#### [THE PROBLEM]
Only lines that contain the word "CommandLog" are to be returned from the data below.

#### [DATA TO PROCESS]
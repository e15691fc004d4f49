//! Begrenztes Command-Log einer Sitzung (Nachvollziehen, Skript-Export).

use super::AppCommand;

/// Speichert ausgeführte Commands in Reihenfolge.
#[derive(Debug, Default)]
pub struct CommandLog {
    entries: Vec<AppCommand>,
}

impl CommandLog {
    const MAX_ENTRIES: usize = 1000;

    /// Erstellt ein leeres Command-Log.
    pub fn new() -> Self {
        Self {
            entries: Vec::new(),
        }
    }

    /// Fügt einen ausgeführten Command hinzu.
    /// Begrenzt auf MAX_ENTRIES, die ältere Hälfte wird verworfen.
    pub fn record(&mut self, command: &AppCommand) {
        if self.entries.len() >= Self::MAX_ENTRIES {
            self.entries.drain(..Self::MAX_ENTRIES / 2);
        }
        self.entries.push(command.clone());
    }

    pub fn len(&self) -> usize {
        self.entries.len()
    }

    pub fn is_empty(&self) -> bool {
        self.entries.is_empty()
    }

    /// Read-only Sicht auf alle Einträge.
    pub fn entries(&self) -> &[AppCommand] {
        &self.entries
    }
}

#### [EXERCISE SOLUTION]
pub struct CommandLog {
impl CommandLog {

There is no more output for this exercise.